Şimdi sizlere soruyorum: Kobani’deki bu devrimci duruş gibi bizler de meydanlarda, mücadelede birlikte onurluca duracak mıyız? Kobani Kumpas Davasındaki yoldaşlarımızı özgürleştirmek için gece demeden gündüz demeden demokrasi mücadelesi için bir arada olacak mıyız? Size kurban olayım! Sizin evet diyen dillerinize milyon kez şükranlarımı sunuyorum.
“Kobani Kumpas Davasında kaybeden AKP-MHP-JİTEM ittifakı oldu”

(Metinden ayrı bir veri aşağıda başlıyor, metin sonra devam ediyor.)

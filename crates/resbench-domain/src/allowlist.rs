use std::collections::BTreeSet;
use std::fs;
use std::path::Path;

use anyhow::{bail, Context, Result};
use tracing::warn;

use crate::names::{is_valid_dist_name, normalize_dist_name};

/// Reads the sdist allow-list. No file, named or not, means no sdists are
/// allowed.
pub fn load_allow_list(path: Option<&Path>) -> Result<BTreeSet<String>> {
    let Some(path) = path else {
        return Ok(BTreeSet::new());
    };
    if !path.exists() {
        warn!(path = %path.display(), "sdist allow-list not found; no sdists will be built");
        return Ok(BTreeSet::new());
    }
    let contents = fs::read_to_string(path)
        .with_context(|| format!("failed to read sdist allow-list {}", path.display()))?;
    parse_allow_list(&contents).with_context(|| format!("in {}", path.display()))
}

/// One name per line; `#` starts a comment. Names are normalized on the way in.
pub fn parse_allow_list(contents: &str) -> Result<BTreeSet<String>> {
    let mut names = BTreeSet::new();
    for (idx, raw) in contents.lines().enumerate() {
        let line = raw.split('#').next().unwrap_or_default().trim();
        if line.is_empty() {
            continue;
        }
        if !is_valid_dist_name(line) {
            bail!("line {}: `{line}` is not a valid package name", idx + 1);
        }
        let normalized = normalize_dist_name(line);
        if normalized != line {
            warn!(
                line = idx + 1,
                written = line,
                normalized = %normalized,
                "allow-list entry is not in normalized form"
            );
        }
        names.insert(normalized);
    }
    Ok(names)
}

Kobani Kumpas Davasında kaybeden AKP-MHP-JİTEM ittifakı oldu. Kobani Kumpas Davasında aslında arkadaşlarımız kazandı, Kobani direnişi kazandı. Kobani’de yaşamını yitiren gençler kazandı. Kobanili kadınlar kazandı. Bizler idam sehpalarında dahi başımızı eğmeyen bir gelenekten geliyoruz. Onların cezaevleri vız gelir tırıs gider. Bizler o cezaevlerini defalarca gördük. Yargılandık, işkence gördük ama vazgeçmedik. Vazgeçemedik. Bugün Esenyurt’ta olduğu gibi. Bizi Kobani Kumpas Davasıyla siyaset alanından sileceklerini düşünenlerin kendileri biteceklerdir. Kürt meselesini çözmeyen çözülür dedik ve 31 Mart’ta kaybettiler. Kobani Kumpas Davasında adil olmayın, haksız bir şekilde yargılanan arkadaşlarımız özgürlüklerine kavuşsun dedik, ceza verdiler. Bizi yargılayan, yok sayan, haksız ve hukuksuz şekilde cezaevlerine koyan bu iktidardan, bu JİTEM ittifakından kurtulacağız.
“Mutlaka ama mutlaka Kürtler ve emekçiler kazanacak”
Bugün Esenyurt’ta çok değerli bir dayanışma ortaya koydunuz. Van’da da irademizi gasp etmek istediler. Van halkı ile birlikte Türkiye devrimcileri, sosyalistler, Aleviler Van’ın meydanlarında bir araya gelerek, dayanışarak, direnerek halkın iradesinin halka verilmesini sağladılar. Şimdi bize büyük görevler düşüyor. Emin olun bu yoksulluk ve sömürü düzeni bitecek. Bizi 10 bin lira maaşa mahkum eden bu soyguncu ve talancı sistem bitecek. İhalelerle yandaşlarını zenginleştiren bu düzen yerine halkların, emekçilerin, yoksulların ve kadınların iktidar olacağı günler uzak değil. Yeter ki dayanışalım, ittifakımızı güçlendirelim. Yeter ki bugünkü bu tabloyu Türkiye’nin dört yanında, bütün Kürdistan kentlerinde onurluca ortaya koyalım. Yılmaz Güney’in de dediği gibi bir gün mutlaka ama mutlaka Kürtler ve emekçiler kazanacak.”
Cezaevinde yatanlara tek tek selam gönderen Bakırhan “Esenyurt Meydanında Selahattinlerle, Figenlerle birlikte miting yapacağımız günler uzak değil” dedi.